◆ Task brief ◆
In the listing below, find each line with the string "driver" and report it.

◆ Given records ◆
::::

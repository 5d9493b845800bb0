//! Policy comparison driver.
//!
//! Runs every built-in policy over the same job set and packages each
//! run's timeline, metrics, and composite score into a [`PolicyResult`].
//! The three runs are independent: each policy sorts its own copy of the
//! jobs and replays its own timeline.

use log::debug;
use serde::{Deserialize, Serialize};

use crate::dispatching::policies::{Edf, Sjf, Weighted};
use crate::dispatching::DispatchingPolicy;
use crate::models::{Job, ScheduledSlot};
use crate::scheduler::{overall_score, replay, TimelineMetrics};
use crate::validation::{validate_jobs, ValidationError};

/// Outcome of one policy run over a job set.
#[derive(Debug, Clone, PartialEq, Serialize, Deserialize)]
#[serde(rename_all = "camelCase")]
pub struct PolicyResult {
    /// Display name of the policy that produced this result.
    pub name: String,
    /// Makespan of the run.
    pub total_execution_time: f64,
    /// Mean turnaround across jobs.
    pub average_turnaround_time: f64,
    /// Busy fraction of the CPU, in [0, 1] for well-formed inputs.
    pub cpu_utilization: f64,
    /// Jain's fairness index.
    pub fairness_index: f64,
    /// Composite score in [0, 100].
    pub overall_score: f64,
    /// Execution slots in the order the jobs ran.
    pub job_schedule: Vec<ScheduledSlot>,
}

/// Errors rejected at the driver boundary, before any policy runs.
#[derive(Debug, Clone, PartialEq)]
pub enum ScheduleError {
    /// The job collection was empty.
    EmptyJobSet,
    /// One or more jobs failed structural validation.
    InvalidInput(Vec<ValidationError>),
}

impl std::fmt::Display for ScheduleError {
    fn fmt(&self, f: &mut std::fmt::Formatter<'_>) -> std::fmt::Result {
        match self {
            Self::EmptyJobSet => f.write_str("job collection is empty"),
            Self::InvalidInput(errors) => {
                write!(f, "invalid job input: ")?;
                for (i, e) in errors.iter().enumerate() {
                    if i > 0 {
                        f.write_str("; ")?;
                    }
                    f.write_str(&e.message)?;
                }
                Ok(())
            }
        }
    }
}

impl std::error::Error for ScheduleError {}

/// Runs a single policy over a job set.
///
/// Sorts a copy of the jobs by the policy, replays the order on the CPU,
/// and derives metrics and the composite score. Assumes the job set has
/// already passed validation.
pub fn run_policy(policy: &dyn DispatchingPolicy, jobs: &[Job]) -> PolicyResult {
    let ordered = policy.order(jobs);
    let timeline = replay(&ordered);
    let metrics = TimelineMetrics::calculate(&timeline, jobs);
    let score = overall_score(&metrics);

    debug!(
        "{}: makespan={} turnaround={:.3} utilization={:.3} fairness={:.3} score={:.2}",
        policy.name(),
        metrics.total_execution_time,
        metrics.average_turnaround_time,
        metrics.cpu_utilization,
        metrics.fairness_index,
        score
    );

    PolicyResult {
        name: policy.name().to_string(),
        total_execution_time: metrics.total_execution_time,
        average_turnaround_time: metrics.average_turnaround_time,
        cpu_utilization: metrics.cpu_utilization,
        fairness_index: metrics.fairness_index,
        overall_score: score,
        job_schedule: timeline.slots,
    }
}

/// Runs all built-in policies over one job set.
///
/// Returns exactly three results in fixed order: SJF, EDF, Weighted.
/// Fails fast on invalid input; no partial results are produced.
///
/// # Example
///
/// ```
/// use sched_compare::models::Job;
/// use sched_compare::scheduler::compare_policies;
///
/// let jobs = vec![
///     Job::new("J1", 0.0, 5.0, 10.0, 3.0),
///     Job::new("J2", 2.0, 3.0, 6.0, 5.0),
/// ];
/// let results = compare_policies(&jobs).unwrap();
/// assert_eq!(results.len(), 3);
/// assert_eq!(results[0].name, "Shortest Job First (SJF)");
/// ```
pub fn compare_policies(jobs: &[Job]) -> Result<Vec<PolicyResult>, ScheduleError> {
    if jobs.is_empty() {
        return Err(ScheduleError::EmptyJobSet);
    }
    validate_jobs(jobs).map_err(ScheduleError::InvalidInput)?;

    let policies: [&dyn DispatchingPolicy; 3] = [&Sjf, &Edf, &Weighted];
    Ok(policies.iter().map(|p| run_policy(*p, jobs)).collect())
}

/// The result with the highest composite score.
///
/// Ties go to the earliest result in driver order.
pub fn best_policy(results: &[PolicyResult]) -> Option<&PolicyResult> {
    results.iter().reduce(|best, r| {
        if r.overall_score > best.overall_score {
            r
        } else {
            best
        }
    })
}
//! Timeline quality metrics (KPIs).
//!
//! Computes the performance indicators of one policy run from its
//! completed timeline and the original job set.
//!
//! # Metrics
//!
//! | Metric | Definition |
//! |--------|-----------|
//! | Total Execution Time (C_max) | Latest slot end time |
//! | Avg Turnaround | Mean of (completion - arrival) |
//! | CPU Utilization | Sum of execution times / makespan |
//! | Fairness Index | Jain's index over allocated/requested ratios |
//!
//! # References
//! - Pinedo (2016), "Scheduling", Ch. 1.2: Performance Measures
//! - Jain, Chiu & Hawe (1984), "A Quantitative Measure of Fairness"

use std::collections::HashMap;

use serde::{Deserialize, Serialize};

use crate::models::{Job, Timeline};

/// Performance indicators of one policy run.
#[derive(Debug, Clone, PartialEq, Serialize, Deserialize)]
#[serde(rename_all = "camelCase")]
pub struct TimelineMetrics {
    /// Makespan: end time of the last-finishing job.
    pub total_execution_time: f64,
    /// Mean of (completion time - arrival time) across jobs.
    pub average_turnaround_time: f64,
    /// Busy fraction of the CPU: requested time over makespan.
    /// 0.0 when the makespan is zero (never a non-finite value).
    pub cpu_utilization: f64,
    /// Jain's fairness index over allocated/requested time ratios,
    /// in (0, 1] when at least one job has positive requested time.
    pub fairness_index: f64,
}

impl TimelineMetrics {
    /// Computes metrics from a timeline and its input jobs.
    ///
    /// # Arguments
    /// * `timeline` - The completed timeline, one slot per job.
    /// * `jobs` - The input jobs (for arrival and requested times), in
    ///   any order.
    pub fn calculate(timeline: &Timeline, jobs: &[Job]) -> Self {
        let total_execution_time = timeline.makespan();

        let arrival_times: HashMap<&str, f64> = jobs
            .iter()
            .map(|j| (j.id.as_str(), j.arrival_time))
            .collect();

        let average_turnaround_time = if timeline.is_empty() {
            0.0
        } else {
            let total: f64 = timeline
                .slots
                .iter()
                .map(|slot| {
                    let arrival = arrival_times.get(slot.job_id.as_str()).copied().unwrap_or(0.0);
                    slot.end_time - arrival
                })
                .sum();
            total / timeline.len() as f64
        };

        // Guarded: all-zero execution times give a zero makespan.
        let total_requested: f64 = jobs.iter().map(|j| j.execution_time).sum();
        let cpu_utilization = if total_execution_time > 0.0 {
            total_requested / total_execution_time
        } else {
            0.0
        };

        let fairness_index = jain_fairness_index(timeline, jobs);

        Self {
            total_execution_time,
            average_turnaround_time,
            cpu_utilization,
            fairness_index,
        }
    }
}

/// Jain's fairness index over per-job allocated/requested time ratios.
///
/// `(Σx)² / (n · Σx²)` where `x_i = allocated_i / requested_i`. Under
/// non-preemptive run-to-completion execution every ratio is exactly 1,
/// so the index is 1; the general form is kept so the metric stays
/// meaningful if allocation ever diverges from request.
///
/// Slots whose job has non-positive requested time are skipped. Returns
/// 0.0 when no valid ratios exist or all ratios are zero.
fn jain_fairness_index(timeline: &Timeline, jobs: &[Job]) -> f64 {
    let requested: HashMap<&str, f64> = jobs
        .iter()
        .map(|j| (j.id.as_str(), j.execution_time))
        .collect();

    let mut ratios = Vec::with_capacity(timeline.len());
    for slot in &timeline.slots {
        let requested_time = requested.get(slot.job_id.as_str()).copied().unwrap_or(0.0);
        if requested_time > 0.0 {
            ratios.push(slot.duration() / requested_time);
        }
    }

    if ratios.is_empty() {
        return 0.0;
    }

    let sum: f64 = ratios.iter().sum();
    let sum_squared: f64 = ratios.iter().map(|r| r * r).sum();
    if sum_squared == 0.0 {
        return 0.0;
    }

    (sum * sum) / (ratios.len() as f64 * sum_squared)
}
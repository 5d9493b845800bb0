//! Input validation for job sets.
//!
//! Checks structural integrity of a job collection before any policy
//! runs. Detects:
//! - Duplicate IDs
//! - Non-finite numeric fields (NaN, infinities)
//! - Negative arrival times, execution times, or weights
//!
//! Zero execution time is deliberately allowed: it produces a zero-width
//! slot and exercises the zero-makespan guard in the metrics. Any finite
//! deadline is allowed; an unmeetable deadline is scheduled anyway and
//! surfaces in the metrics rather than as an input error.

use std::collections::HashSet;

use crate::models::Job;

/// Validation result.
pub type ValidationResult = Result<(), Vec<ValidationError>>;

/// A validation error.
#[derive(Debug, Clone, PartialEq)]
pub struct ValidationError {
    /// Error category.
    pub kind: ValidationErrorKind,
    /// Human-readable description.
    pub message: String,
}

/// Categories of validation errors.
#[derive(Debug, Clone, PartialEq, Eq)]
pub enum ValidationErrorKind {
    /// Two jobs share the same ID.
    DuplicateId,
    /// A numeric field is NaN or infinite.
    NonFiniteField,
    /// A job arrives before t=0.
    NegativeArrivalTime,
    /// A job requires negative CPU time.
    NegativeExecutionTime,
    /// A job has a negative weight.
    NegativeWeight,
}

impl ValidationError {
    fn new(kind: ValidationErrorKind, message: impl Into<String>) -> Self {
        Self {
            kind,
            message: message.into(),
        }
    }
}

impl std::fmt::Display for ValidationError {
    fn fmt(&self, f: &mut std::fmt::Formatter<'_>) -> std::fmt::Result {
        f.write_str(&self.message)
    }
}

/// Validates a job collection.
///
/// Collects all detected issues rather than stopping at the first.
/// The empty-collection check lives at the driver boundary, not here.
///
/// # Returns
/// `Ok(())` if all checks pass, `Err(errors)` with every detected issue.
pub fn validate_jobs(jobs: &[Job]) -> ValidationResult {
    let mut errors = Vec::new();
    let mut seen_ids = HashSet::new();

    for job in jobs {
        if !seen_ids.insert(job.id.as_str()) {
            errors.push(ValidationError::new(
                ValidationErrorKind::DuplicateId,
                format!("Duplicate job ID: {}", job.id),
            ));
        }

        for (field, value) in [
            ("arrivalTime", job.arrival_time),
            ("executionTime", job.execution_time),
            ("deadline", job.deadline),
            ("weight", job.weight),
        ] {
            if !value.is_finite() {
                errors.push(ValidationError::new(
                    ValidationErrorKind::NonFiniteField,
                    format!("Job '{}': {field} is not finite", job.id),
                ));
            }
        }

        if job.arrival_time.is_finite() && job.arrival_time < 0.0 {
            errors.push(ValidationError::new(
                ValidationErrorKind::NegativeArrivalTime,
                format!("Job '{}': negative arrival time {}", job.id, job.arrival_time),
            ));
        }
        if job.execution_time.is_finite() && job.execution_time < 0.0 {
            errors.push(ValidationError::new(
                ValidationErrorKind::NegativeExecutionTime,
                format!(
                    "Job '{}': negative execution time {}",
                    job.id, job.execution_time
                ),
            ));
        }
        if job.weight.is_finite() && job.weight < 0.0 {
            errors.push(ValidationError::new(
                ValidationErrorKind::NegativeWeight,
                format!("Job '{}': negative weight {}", job.id, job.weight),
            ));
        }
    }

    if errors.is_empty() {
        Ok(())
    } else {
        Err(errors)
    }
}
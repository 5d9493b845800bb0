//! Job model.
//!
//! A job is the unit of work submitted to the scheduling policies:
//! it arrives at some instant, requires a fixed amount of CPU time,
//! and carries a deadline and a relative weight.
//!
//! # Reference
//! Pinedo (2016), "Scheduling: Theory, Algorithms, and Systems", Ch. 1

use serde::{Deserialize, Serialize};

/// A job to be scheduled on a single CPU.
///
/// Jobs are immutable inputs: policies reorder copies and the simulator
/// never mutates them. All times share one caller-defined unit relative
/// to the simulation epoch (t=0).
#[derive(Debug, Clone, PartialEq, Serialize, Deserialize)]
#[serde(rename_all = "camelCase")]
pub struct Job {
    /// Unique job identifier, assigned by the caller.
    pub id: String,
    /// Instant the job becomes eligible to run.
    pub arrival_time: f64,
    /// CPU time the job requires (run-to-completion).
    pub execution_time: f64,
    /// Latest completion time the job should meet. Jobs that cannot meet
    /// it are still scheduled; the breach shows up in the metrics.
    pub deadline: f64,
    /// Relative importance. Consulted only by the weighted policy.
    pub weight: f64,
}

impl Job {
    /// Creates a new job.
    pub fn new(
        id: impl Into<String>,
        arrival_time: f64,
        execution_time: f64,
        deadline: f64,
        weight: f64,
    ) -> Self {
        Self {
            id: id.into(),
            arrival_time,
            execution_time,
            deadline,
            weight,
        }
    }

    /// Whether the deadline leaves room for the full execution time
    /// starting at arrival. A `false` here does not prevent scheduling.
    pub fn deadline_is_feasible(&self) -> bool {
        self.arrival_time + self.execution_time <= self.deadline
    }
}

::::

◆ Answer space ◆
//! Policy comparison driver.
/// Errors rejected at the driver boundary, before any policy runs.
/// Ties go to the earliest result in driver order.
/// The empty-collection check lives at the driver boundary, not here.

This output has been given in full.